La ciencia no dice que todos deban ser vegetarianos. Lo que dice —y lo hace con contundencia— es que la salud humana mejora cuando los alimentos de origen vegetal ocupan el centro del plato.



Cuando la costumbre suplanta la razón


La carne no solo alimenta cuerpos: alimenta relatos.


Y cuando una costumbre se convierte en relato, cuestionarla se siente como una amenaza.


Durante generaciones, comer carne ha sido sinónimo de prosperidad, poder y normalidad. Crecer escuchando que “hay que comer carne para tener fuerza” deja una huella más profunda de lo que parece. Esa frase se repite tanto que termina pareciendo biología.


El discurso omnívoro se apoya precisamente en esa herencia emocional.


No defiende un nutriente: defiende una identidad.


Por eso, cuando alguien menciona que dejó de comer carne, la reacción inmediata suele ser defensiva, incluso en tono de broma: “entonces, ¿qué come?”. No se está cuestionando un plato, sino un orden cultural.


En esa reacción se revela algo más profundo: la costumbre se ha vuelto una forma de pertenencia. Comer carne significa “ser como los demás”, seguir el guion social que asocia el consumo con normalidad. En cambio, rechazarla se percibe como una ruptura: un gesto que descoloca porque obliga a mirar lo que preferimos no ver.


Cuando la costumbre se siente amenazada, la razón se adapta para protegerla.


Ahí es donde surgen las racionalizaciones: “El ser humano siempre ha comido carne”, “los veganos son extremistas”, “yo no podría vivir sin carne”. Son frases que, más que expresar convicciones, buscan sostener un equilibrio emocional frente a la disonancia que genera el cambio.


No se trata de juzgar a quien come carne, sino de entender cómo una práctica alimentaria puede transformarse en símbolo moral y social.


Mientras no seamos conscientes de esa dimensión, seguiremos confundiendo la necesidad biológica con el apego cultural.


Y ahí es donde el discurso omnívoro encuentra su mayor fortaleza: en hablarle al miedo de cambiar, disfrazándolo de sentido común.


Variedad de alimentos de origen vegetal frescos y coloridos, representando una alimentación a base de alimentos de origen vegetal como alternativa saludable al discurso omnívoro.


Conciencia: el antídoto al discurso


El antídoto frente al discurso omnívoro no es la confrontación, es la conciencia.


Porque una vez que se comprende cómo operan las narrativas que moldean lo que comemos, ya no hay manera de volver a mirar el plato igual.


La conciencia no impone; más bien, nos permite ver que gran parte de lo que llamamos “decisiones personales” en realidad son herencias culturales, hábitos emocionales o respuestas automáticas al entorno.

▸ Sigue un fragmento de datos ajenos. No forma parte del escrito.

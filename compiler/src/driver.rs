//! Compilation driver.
//!
//! Runs parse, collect and resolve over a set of source buffers. Each phase
//! fans out over the files with rayon and finishes for every file before the
//! next phase starts, so resolution always sees the declarations of the whole
//! compilation. All files share one `ScopeTree`.

use std::fmt;
use std::str::FromStr;
use std::sync::Arc;

use cinder_core::ast::Program;
use cinder_core::{DiagnosticList, SourceBuffer, parse};
use rayon::prelude::*;

use crate::semantics::symbols::{ScopeTree, collect, resolve};
use crate::semantics::TypedProgram;

/// Environment variable holding the worker count.
pub const JOBS_VAR: &str = "CINDER_JOBS";
/// Environment variable naming the last phase to run.
pub const STOP_AFTER_VAR: &str = "CINDER_STOP_AFTER";

#[derive(Debug, Clone, Copy, PartialEq, Eq, PartialOrd, Ord, Hash)]
pub enum Phase {
    Parse,
    Collect,
    Resolve,
}

impl Phase {
    pub fn as_str(self) -> &'static str {
        match self {
            Phase::Parse => "parse",
            Phase::Collect => "collect",
            Phase::Resolve => "resolve",
        }
    }
}

impl fmt::Display for Phase {
    fn fmt(&self, f: &mut fmt::Formatter<'_>) -> fmt::Result {
        f.write_str(self.as_str())
    }
}

impl FromStr for Phase {
    type Err = ConfigError;

    fn from_str(text: &str) -> Result<Self, Self::Err> {
        match text.trim().to_ascii_lowercase().as_str() {
            "parse" => Ok(Phase::Parse),
            "collect" => Ok(Phase::Collect),
            "resolve" => Ok(Phase::Resolve),
            _ => Err(ConfigError::InvalidValue {
                variable: STOP_AFTER_VAR,
                value: text.to_string(),
                expected: "one of parse, collect, resolve",
            }),
        }
    }
}

#[derive(Debug, Clone, PartialEq, Eq, thiserror::Error)]
pub enum ConfigError {
    #[error("invalid value '{value}' for {variable}: expected {expected}")]
    InvalidValue {
        variable: &'static str,
        value: String,
        expected: &'static str,
    },
}

#[derive(Debug, thiserror::Error)]
pub enum CompileError {
    #[error("failed to start {jobs} compilation workers")]
    WorkerPool {
        jobs: usize,
        #[source]
        source: rayon::ThreadPoolBuildError,
    },
}

#[derive(Debug, Clone, PartialEq, Eq)]
pub struct CompileOptions {
    /// Last phase to run.
    pub stop_after: Phase,
    /// Worker count; `None` uses rayon's global pool.
    pub jobs: Option<usize>,
    /// Register the native types in the global scope.
    pub natives: bool,
}

impl Default for CompileOptions {
    fn default() -> Self {
        Self {
            stop_after: Phase::Resolve,
            jobs: None,
            natives: true,
        }
    }
}

impl CompileOptions {
    /// Defaults overridden by `CINDER_JOBS` and `CINDER_STOP_AFTER`.
    pub fn from_env() -> Result<Self, ConfigError> {
        Self::from_lookup(|name| std::env::var(name).ok())
    }

    /// Same as `from_env`, reading variables through `lookup`.
    pub fn from_lookup(lookup: impl Fn(&str) -> Option<String>) -> Result<Self, ConfigError> {
        let mut options = Self::default();

        if let Some(raw) = lookup(JOBS_VAR) {
            let jobs = raw
                .trim()
                .parse::<usize>()
                .ok()
                .filter(|jobs| *jobs > 0)
                .ok_or_else(|| ConfigError::InvalidValue {
                    variable: JOBS_VAR,
                    value: raw.clone(),
                    expected: "a positive integer",
                })?;
            options.jobs = Some(jobs);
        }

        if let Some(raw) = lookup(STOP_AFTER_VAR) {
            options.stop_after = raw.parse()?;
        }

        Ok(options)
    }
}

/// Everything the driver knows about one source file.
#[derive(Debug, Clone)]
pub struct CompilationUnit {
    pub source: Arc<SourceBuffer>,
    pub syntax: Option<Program>,
    pub typed: Option<TypedProgram>,
    /// Last phase the file went through without errors.
    pub completed: Option<Phase>,
    pub diagnostics: DiagnosticList,
}

impl CompilationUnit {
    fn new(source: Arc<SourceBuffer>) -> Self {
        Self {
            source,
            syntax: None,
            typed: None,
            completed: None,
            diagnostics: DiagnosticList::new(),
        }
    }

    pub fn has_errors(&self) -> bool {
        self.diagnostics.has_errors()
    }

    fn parse(&mut self) {
        let output = parse(Arc::clone(&self.source));
        self.diagnostics.extend(output.diagnostics);
        if !self.diagnostics.has_errors() {
            self.syntax = output.program;
            self.completed = Some(Phase::Parse);
        }
    }

    fn collect(&mut self, scopes: &ScopeTree) {
        let Some(program) = &self.syntax else {
            return;
        };

        let output = collect(scopes, program, &self.source);
        self.diagnostics.extend(output.diagnostics);
        if output.program.is_some() {
            self.typed = output.program;
            self.completed = Some(Phase::Collect);
        }
    }

    fn resolve(&mut self, scopes: &ScopeTree) {
        let Some(program) = self.typed.take() else {
            return;
        };

        let output = resolve(scopes, program, &self.source);
        self.diagnostics.extend(output.diagnostics);
        if output.program.is_some() {
            self.typed = output.program;
            self.completed = Some(Phase::Resolve);
        }
    }
}

/// Result of `compile`.
#[derive(Debug)]
pub struct Compilation {
    pub scopes: Arc<ScopeTree>,
    /// One unit per source, in input order.
    pub units: Vec<CompilationUnit>,
}

impl Compilation {
    pub fn has_errors(&self) -> bool {
        self.units.iter().any(CompilationUnit::has_errors)
    }

    pub fn error_count(&self) -> usize {
        self.units
            .iter()
            .map(|unit| unit.diagnostics.error_count())
            .sum()
    }

    /// Diagnostics of every unit, each unit sorted by line then column.
    pub fn render_diagnostics(&self) -> String {
        self.units
            .iter()
            .map(|unit| unit.diagnostics.to_string())
            .collect()
    }
}

/// Compile `sources` as one compilation.
#[tracing::instrument(skip_all, fields(files = sources.len(), stop_after = %options.stop_after))]
pub fn compile(
    sources: Vec<Arc<SourceBuffer>>,
    options: &CompileOptions,
) -> Result<Compilation, CompileError> {
    let scopes = Arc::new(if options.natives {
        ScopeTree::with_natives()
    } else {
        ScopeTree::new()
    });
    let mut units: Vec<CompilationUnit> = sources.into_iter().map(CompilationUnit::new).collect();

    match options.jobs {
        Some(jobs) => {
            let pool = rayon::ThreadPoolBuilder::new()
                .num_threads(jobs)
                .thread_name(|index| format!("cinder-worker-{index}"))
                .build()
                .map_err(|source| CompileError::WorkerPool { jobs, source })?;
            pool.install(|| run_phases(&mut units, &scopes, options.stop_after));
        }
        None => run_phases(&mut units, &scopes, options.stop_after),
    }

    let compilation = Compilation { scopes, units };
    tracing::debug!(
        errors = compilation.error_count(),
        symbols = compilation.scopes.symbol_count(),
        "compiled"
    );
    Ok(compilation)
}

fn run_phases(units: &mut [CompilationUnit], scopes: &ScopeTree, stop_after: Phase) {
    units.par_iter_mut().for_each(CompilationUnit::parse);
    if stop_after == Phase::Parse {
        return;
    }

    units.par_iter_mut().for_each(|unit| unit.collect(scopes));
    if stop_after == Phase::Collect {
        return;
    }

    units.par_iter_mut().for_each(|unit| unit.resolve(scopes));
}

Al hacerlas visibles, recuperamos el poder de elegir.


Adoptar una alimentación a base de alimentos de origen vegetal no es una moda, ni un acto de rebeldía. Es una forma de coherencia: con el cuerpo, con el planeta y con la vida que compartimos. No se trata de eliminar alimentos, sino de dejar de comer sin pensar.

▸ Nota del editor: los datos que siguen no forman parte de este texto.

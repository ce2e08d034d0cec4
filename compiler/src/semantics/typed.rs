//! The typed tree.
//!
//! The collector produces it from a `Program` with every symbol bound and
//! every expression still pending; the resolver replaces each pending
//! expression with a resolved one and fills in data types.

use cinder_core::ast::{AssignOp, BinaryOp, CastOp, Expr, SyntaxType, UnaryOp};
use cinder_core::{Span, Token};

use super::ids::{ScopeId, SymbolId};
use super::types::DataType;

#[derive(Debug, Clone, PartialEq)]
pub struct TypedProgram {
    /// Innermost module of the `mod` header.
    pub module: SymbolId,
    pub scope: ScopeId,
    pub statements: Vec<TypedStmt>,
    pub span: Span,
}

impl TypedProgram {
    /// Import bindings of the file, in declaration order.
    pub fn imports(&self) -> impl Iterator<Item = &ImportBinding> {
        self.statements.iter().flat_map(|statement| match statement {
            TypedStmt::Import(bindings) => bindings.as_slice(),
            _ => &[][..],
        })
    }
}

#[derive(Debug, Clone, PartialEq, Eq)]
pub enum ImportKind {
    /// Binds the symbol at `path` under `name`.
    Named { name: String },
    /// Makes every member of the scope owned by `path` visible.
    Wildcard,
}

/// A file-local name introduced by a `use` statement.
#[derive(Debug, Clone, PartialEq, Eq)]
pub struct ImportBinding {
    pub kind: ImportKind,
    pub path: Vec<String>,
    /// Set once the resolver found the symbol at `path`.
    pub target: Option<SymbolId>,
    pub span: Span,
}

impl ImportBinding {
    pub fn named(name: impl Into<String>, path: Vec<String>, span: Span) -> Self {
        Self {
            kind: ImportKind::Named { name: name.into() },
            path,
            target: None,
            span,
        }
    }

    pub fn wildcard(path: Vec<String>, span: Span) -> Self {
        Self {
            kind: ImportKind::Wildcard,
            path,
            target: None,
            span,
        }
    }

    /// Name bound in the importing file; `None` for wildcards.
    pub fn name(&self) -> Option<&str> {
        match &self.kind {
            ImportKind::Named { name } => Some(name),
            ImportKind::Wildcard => None,
        }
    }

    pub fn dotted_path(&self) -> String {
        self.path.join(".")
    }
}

#[derive(Debug, Clone, PartialEq)]
pub enum TypedStmt {
    Import(Vec<ImportBinding>),
    Entry(TypedEntry),
    Block(TypedBlock),
    Return(TypedReturn),
    Expression(TypedExpr),
}

impl TypedStmt {
    pub fn span(&self) -> Span {
        match self {
            TypedStmt::Import(bindings) => bindings
                .iter()
                .map(|binding| binding.span)
                .reduce(Span::join)
                .unwrap_or_default(),
            TypedStmt::Entry(entry) => entry.span,
            TypedStmt::Block(block) => block.span,
            TypedStmt::Return(ret) => ret.span,
            TypedStmt::Expression(expr) => expr.span,
        }
    }
}

#[derive(Debug, Clone, PartialEq)]
pub struct TypedEntry {
    pub symbol: SymbolId,
    pub scope: ScopeId,
    pub parameters: Vec<TypedParameter>,
    pub return_syntax: Option<SyntaxType>,
    pub return_type: Option<DataType>,
    pub body: Vec<TypedStmt>,
    pub span: Span,
}

#[derive(Debug, Clone, PartialEq)]
pub struct TypedParameter {
    pub symbol: SymbolId,
    /// `None` for `self`.
    pub syntax: Option<SyntaxType>,
    pub variadic: bool,
    pub default: Option<TypedExpr>,
    pub span: Span,
}

#[derive(Debug, Clone, PartialEq)]
pub struct TypedBlock {
    pub scope: ScopeId,
    pub statements: Vec<TypedStmt>,
    pub span: Span,
}

#[derive(Debug, Clone, PartialEq)]
pub struct TypedReturn {
    pub value: Option<TypedExpr>,
    pub span: Span,
}

#[derive(Debug, Clone, PartialEq)]
pub struct TypedExpr {
    pub kind: TypedExprKind,
    /// `None` when the type is unknown, as for `null`.
    pub data_type: Option<DataType>,
    pub span: Span,
}

impl TypedExpr {
    /// Wrap a syntax expression for the resolver to pick up.
    pub fn pending(expr: &Expr) -> Self {
        Self {
            span: expr.span(),
            kind: TypedExprKind::Pending(Box::new(expr.clone())),
            data_type: None,
        }
    }

    pub fn is_pending(&self) -> bool {
        matches!(self.kind, TypedExprKind::Pending(_))
    }
}

#[derive(Debug, Clone, PartialEq)]
pub enum TypedExprKind {
    /// Not resolved yet.
    Pending(Box<Expr>),
    Literal(Token),
    Identifier { token: Token, symbol: SymbolId },
    Type(DataType),
    Unary {
        op: UnaryOp,
        operand: Box<TypedExpr>,
    },
    Binary {
        op: BinaryOp,
        left: Box<TypedExpr>,
        right: Box<TypedExpr>,
    },
    Assignment {
        op: AssignOp,
        target: Box<TypedExpr>,
        value: Box<TypedExpr>,
    },
    Conditional {
        condition: Box<TypedExpr>,
        then_branch: Box<TypedExpr>,
        else_branch: Box<TypedExpr>,
    },
    Cast {
        op: CastOp,
        value: Box<TypedExpr>,
        target: DataType,
    },
    InterpolatedString(Vec<TypedExpr>),
    Tuple(Vec<TypedExpr>),
    List(Vec<TypedExpr>),
}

Cuando se elige con conciencia, la información se convierte en herramienta, no en trinchera.


Y ahí el discurso pseudocientífico pierde su poder, porque la persona informada deja de necesitar que nadie le diga qué comer.


La nutrición consciente no pretende reemplazar una creencia por otra. Pretende devolverle a cada persona la claridad que necesita para pensar, decidir y actuar por sí misma.